Another commentator has interpreted this language to mean that due process is satisfied by the so-called “orthodox” or Wigmore rule in “which the judge himself solely and finally determines the voluntariness of the confession.” Annotation, Admissibility of pretrial confession in criminal case — Supreme Court cases, 12 L. Ed.2d 1340, § 9 at 1348.
. See also Hutcherson v. United States, 122 U.S.App.D.C. 51, 351 F.2d 748, 755 (1965): “But once the court has ruled that the confession is voluntary Jackson v.
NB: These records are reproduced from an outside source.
//! SQLite-backed repositories

use crate::error::StoreError;
use async_trait::async_trait;
use menudraft_domain::traits::{AttachmentRepository, JobRepository};
use menudraft_domain::{Attachment, AttachmentId, Draft, Job, JobId, JobStatus, NewJob};
use rusqlite::types::Type;
use rusqlite::{params, Connection, OptionalExtension, Row};
use std::path::{Component, Path, PathBuf};
use std::sync::{Mutex, MutexGuard, PoisonError};
use tracing::debug;

const SCHEMA: &str = include_str!("schema.sql");

const JOB_COLUMNS: &str = "id, org_id, attachment_id, status, provider, extracted_text, draft_json, error, created_at, updated_at";

fn open(path: &Path) -> Result<Connection, StoreError> {
    let conn = Connection::open(path)?;
    conn.execute_batch(SCHEMA)?;
    Ok(conn)
}

fn lock(conn: &Mutex<Connection>) -> MutexGuard<'_, Connection> {
    conn.lock().unwrap_or_else(PoisonError::into_inner)
}

fn conversion_error(idx: usize, e: impl std::error::Error + Send + Sync + 'static) -> rusqlite::Error {
    rusqlite::Error::FromSqlConversionFailure(idx, Type::Text, Box::new(e))
}

fn row_to_job(row: &Row<'_>) -> rusqlite::Result<Job> {
    let id: String = row.get(0)?;
    let attachment_id: String = row.get(2)?;
    let status: String = row.get(3)?;
    let draft_json: Option<String> = row.get(6)?;

    let id = JobId::parse(&id).map_err(|e| conversion_error(0, StoreError::InvalidData(e)))?;
    let attachment_id = AttachmentId::parse(&attachment_id)
        .map_err(|e| conversion_error(2, StoreError::InvalidData(e)))?;
    let status = JobStatus::parse(&status).ok_or_else(|| {
        conversion_error(3, StoreError::InvalidData(format!("Unknown job status: {}", status)))
    })?;
    let draft = draft_json
        .map(|json| serde_json::from_str::<Draft>(&json))
        .transpose()
        .map_err(|e| conversion_error(6, e))?;

    Ok(Job {
        id,
        org_id: row.get(1)?,
        attachment_id,
        status,
        provider: row.get(4)?,
        extracted_text: row.get(5)?,
        draft,
        error: row.get(7)?,
        created_at: row.get::<_, i64>(8)? as u64,
        updated_at: row.get::<_, i64>(9)? as u64,
    })
}

fn current_status(conn: &Connection, id: JobId) -> Result<JobStatus, StoreError> {
    let status: Option<String> = conn
        .query_row(
            "SELECT status FROM ocr_jobs WHERE id = ?1",
            params![id.to_string()],
            |row| row.get(0),
        )
        .optional()?;

    let status = status.ok_or_else(|| StoreError::NotFound(format!("job {}", id)))?;
    JobStatus::parse(&status)
        .ok_or_else(|| StoreError::InvalidData(format!("Unknown job status: {}", status)))
}

/// SQLite implementation of [`JobRepository`]
///
/// Writes that move a job validate the transition against the status read
/// in the same transaction. `claim` and `requeue_stuck` are single
/// conditional `UPDATE` statements.
pub struct SqliteJobStore {
    conn: Mutex<Connection>,
}

impl SqliteJobStore {
    /// Open (or create) the job store at `path`
    ///
    /// Use `:memory:` for an in-memory database (useful for testing).
    ///
    /// # Examples
    ///
    /// ```no_run
    /// use menudraft_store::SqliteJobStore;
    ///
    /// let store = SqliteJobStore::new("menudraft.db").unwrap();
    /// ```
    pub fn new<P: AsRef<Path>>(path: P) -> Result<Self, StoreError> {
        Ok(Self {
            conn: Mutex::new(open(path.as_ref())?),
        })
    }

    /// Count jobs per status (for health reporting)
    pub fn count_by_status(&self, status: JobStatus) -> Result<usize, StoreError> {
        let count: i64 = lock(&self.conn).query_row(
            "SELECT COUNT(*) FROM ocr_jobs WHERE status = ?1",
            params![status.as_str()],
            |row| row.get(0),
        )?;
        Ok(count as usize)
    }
}

#[async_trait]
impl JobRepository for SqliteJobStore {
    type Error = StoreError;

    async fn create(&self, new_job: NewJob, now_ms: u64) -> Result<Job, Self::Error> {
        let job = Job::queued(new_job, now_ms);

        lock(&self.conn).execute(
            "INSERT INTO ocr_jobs (id, org_id, attachment_id, status, provider, created_at, updated_at)
             VALUES (?1, ?2, ?3, ?4, ?5, ?6, ?7)",
            params![
                job.id.to_string(),
                &job.org_id,
                job.attachment_id.to_string(),
                job.status.as_str(),
                &job.provider,
                job.created_at as i64,
                job.updated_at as i64,
            ],
        )?;

        debug!("Inserted job {}", job.id);
        Ok(job)
    }

    async fn get(&self, id: JobId) -> Result<Option<Job>, Self::Error> {
        let job = lock(&self.conn)
            .query_row(
                &format!("SELECT {} FROM ocr_jobs WHERE id = ?1", JOB_COLUMNS),
                params![id.to_string()],
                row_to_job,
            )
            .optional()?;
        Ok(job)
    }

    async fn claim(&self, id: JobId, now_ms: u64) -> Result<bool, Self::Error> {
        let changed = lock(&self.conn).execute(
            "UPDATE ocr_jobs SET status = 'processing', updated_at = ?2
             WHERE id = ?1 AND status = 'queued'",
            params![id.to_string(), now_ms as i64],
        )?;
        Ok(changed == 1)
    }

    async fn update_status(
        &self,
        id: JobId,
        status: JobStatus,
        error: Option<String>,
        now_ms: u64,
    ) -> Result<(), Self::Error> {
        let mut conn = lock(&self.conn);
        let tx = conn.transaction()?;

        let from = current_status(&tx, id)?;
        from.transition(status)?;

        tx.execute(
            "UPDATE ocr_jobs SET status = ?2, error = ?3, updated_at = ?4
             WHERE id = ?1 AND status = ?5",
            params![
                id.to_string(),
                status.as_str(),
                error,
                now_ms as i64,
                from.as_str(),
            ],
        )?;
        tx.commit()?;
        Ok(())
    }

    async fn update_result(
        &self,
        id: JobId,
        extracted_text: String,
        draft: Draft,
        now_ms: u64,
    ) -> Result<(), Self::Error> {
        let draft_json = serde_json::to_string(&draft)
            .map_err(|e| StoreError::InvalidData(format!("Failed to encode draft: {}", e)))?;

        let mut conn = lock(&self.conn);
        let tx = conn.transaction()?;

        let from = current_status(&tx, id)?;
        from.transition(JobStatus::Done)?;

        tx.execute(
            "UPDATE ocr_jobs
             SET status = 'done', extracted_text = ?2, draft_json = ?3, error = NULL, updated_at = ?4
             WHERE id = ?1 AND status = ?5",
            params![id.to_string(), extracted_text, draft_json, now_ms as i64, from.as_str()],
        )?;
        tx.commit()?;
        Ok(())
    }

    async fn requeue_stuck(&self, cutoff_ms: u64, now_ms: u64) -> Result<Vec<JobId>, Self::Error> {
        let conn = lock(&self.conn);
        let mut stmt = conn.prepare(
            "UPDATE ocr_jobs SET status = 'queued', updated_at = ?2
             WHERE status = 'processing' AND updated_at < ?1
             RETURNING id",
        )?;

        let ids = stmt
            .query_map(params![cutoff_ms as i64, now_ms as i64], |row| row.get::<_, String>(0))?
            .collect::<Result<Vec<_>, _>>()?;

        ids.into_iter()
            .map(|id| JobId::parse(&id).map_err(StoreError::InvalidData))
            .collect()
    }
}

/// SQLite metadata plus filesystem bytes, implementing [`AttachmentRepository`]
///
/// `storage_location` is a relative path under the attachments root;
/// absolute paths and `..` segments are rejected.
pub struct SqliteAttachmentStore {
    conn: Mutex<Connection>,
    root: PathBuf,
}

impl SqliteAttachmentStore {
    /// Open (or create) the attachment store at `path`, reading bytes from `root`
    pub fn new<P: AsRef<Path>>(path: P, root: impl Into<PathBuf>) -> Result<Self, StoreError> {
        Ok(Self {
            conn: Mutex::new(open(path.as_ref())?),
            root: root.into(),
        })
    }

    /// Register attachment metadata
    pub fn insert(&self, attachment: &Attachment) -> Result<(), StoreError> {
        lock(&self.conn).execute(
            "INSERT INTO event_attachments (id, org_id, storage_location, mime_type, original_name)
             VALUES (?1, ?2, ?3, ?4, ?5)",
            params![
                attachment.id.to_string(),
                &attachment.org_id,
                &attachment.storage_location,
                &attachment.mime_type,
                &attachment.original_name,
            ],
        )?;
        Ok(())
    }

    /// Attachments root directory
    pub fn root(&self) -> &Path {
        &self.root
    }

    fn resolve(&self, storage_location: &str) -> Result<PathBuf, StoreError> {
        let relative = Path::new(storage_location);
        let escapes = relative
            .components()
            .any(|c| !matches!(c, Component::Normal(_) | Component::CurDir));

        if storage_location.trim().is_empty() || escapes {
            return Err(StoreError::InvalidLocation(storage_location.to_string()));
        }
        Ok(self.root.join(relative))
    }
}

#[async_trait]
impl AttachmentRepository for SqliteAttachmentStore {
    type Error = StoreError;

    async fn get(&self, id: AttachmentId) -> Result<Option<Attachment>, Self::Error> {
        let attachment = lock(&self.conn)
            .query_row(
                "SELECT id, org_id, storage_location, mime_type, original_name
                 FROM event_attachments WHERE id = ?1",
                params![id.to_string()],
                |row| {
                    let id: String = row.get(0)?;
                    let id = AttachmentId::parse(&id)
                        .map_err(|e| conversion_error(0, StoreError::InvalidData(e)))?;
                    Ok(Attachment {
                        id,
                        org_id: row.get(1)?,
                        storage_location: row.get(2)?,
                        mime_type: row.get(3)?,
                        original_name: row.get(4)?,
                    })
                },
            )
            .optional()?;
        Ok(attachment)
    }

    async fn download_bytes(&self, storage_location: &str) -> Result<Vec<u8>, Self::Error> {
        let path = self.resolve(storage_location)?;
        match tokio::fs::read(&path).await {
            Ok(bytes) => Ok(bytes),
            Err(e) if e.kind() == std::io::ErrorKind::NotFound => Err(StoreError::NotFound(
                format!("attachment bytes at {}", storage_location),
            )),
            Err(e) => Err(e.into()),
        }
    }
}

#[cfg(test)]
mod tests {
    use super::*;

    fn store() -> SqliteAttachmentStore {
        SqliteAttachmentStore::new(":memory:", "/srv/attachments").unwrap()
    }

    #[test]
    fn test_resolve_relative_location() {
        let path = store().resolve("org-1/menu.pdf").unwrap();
        assert_eq!(path, PathBuf::from("/srv/attachments/org-1/menu.pdf"));
    }

    #[test]
    fn test_resolve_rejects_traversal() {
        let store = store();
        assert!(matches!(store.resolve("../etc/passwd"), Err(StoreError::InvalidLocation(_))));
        assert!(matches!(store.resolve("org/../../x"), Err(StoreError::InvalidLocation(_))));
        assert!(matches!(store.resolve("/etc/passwd"), Err(StoreError::InvalidLocation(_))));
        assert!(matches!(store.resolve(""), Err(StoreError::InvalidLocation(_))));
    }
}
Denno, (citation omitted) authorizes jury reconsideration of and disagreement with such ruling, notwithstanding there might be evidence before the jury not limited to the issue of voluntariness, for one decision in favor of voluntariness will already have been made, free of all evidence except that which bears upon that issue.”
. In a related argument, appellant asserts that the confession should have been suppressed on the ground that it was allegedly the product of an unnecessary delay between the time of his arrest and arraignment in violation of the rule set forth in Commonwealth v. Futch, 447 Pa. 389, 290 A.2d 417 (1972). We may not, however, consider the merits of this contention, for it became moot when the trial court concluded that the confession was involuntary and not to be considered in the determination of guilt. There is thus no ruling adverse to the appellant as to the validity of the confession from which the appellant can appeal; to consider the suppression court’s ruling of admissibility as still viable, as the appellant would have us do, would be to ignore the subsequent developments at trial. Furthermore, it does not appear from the record that the issue of unnecessary delay was raised on post-trial motions and for that reason alone it is not properly before us. Commonwealth v. Agie, 449 Pa. 187, 296 A. 2d 741 (1972).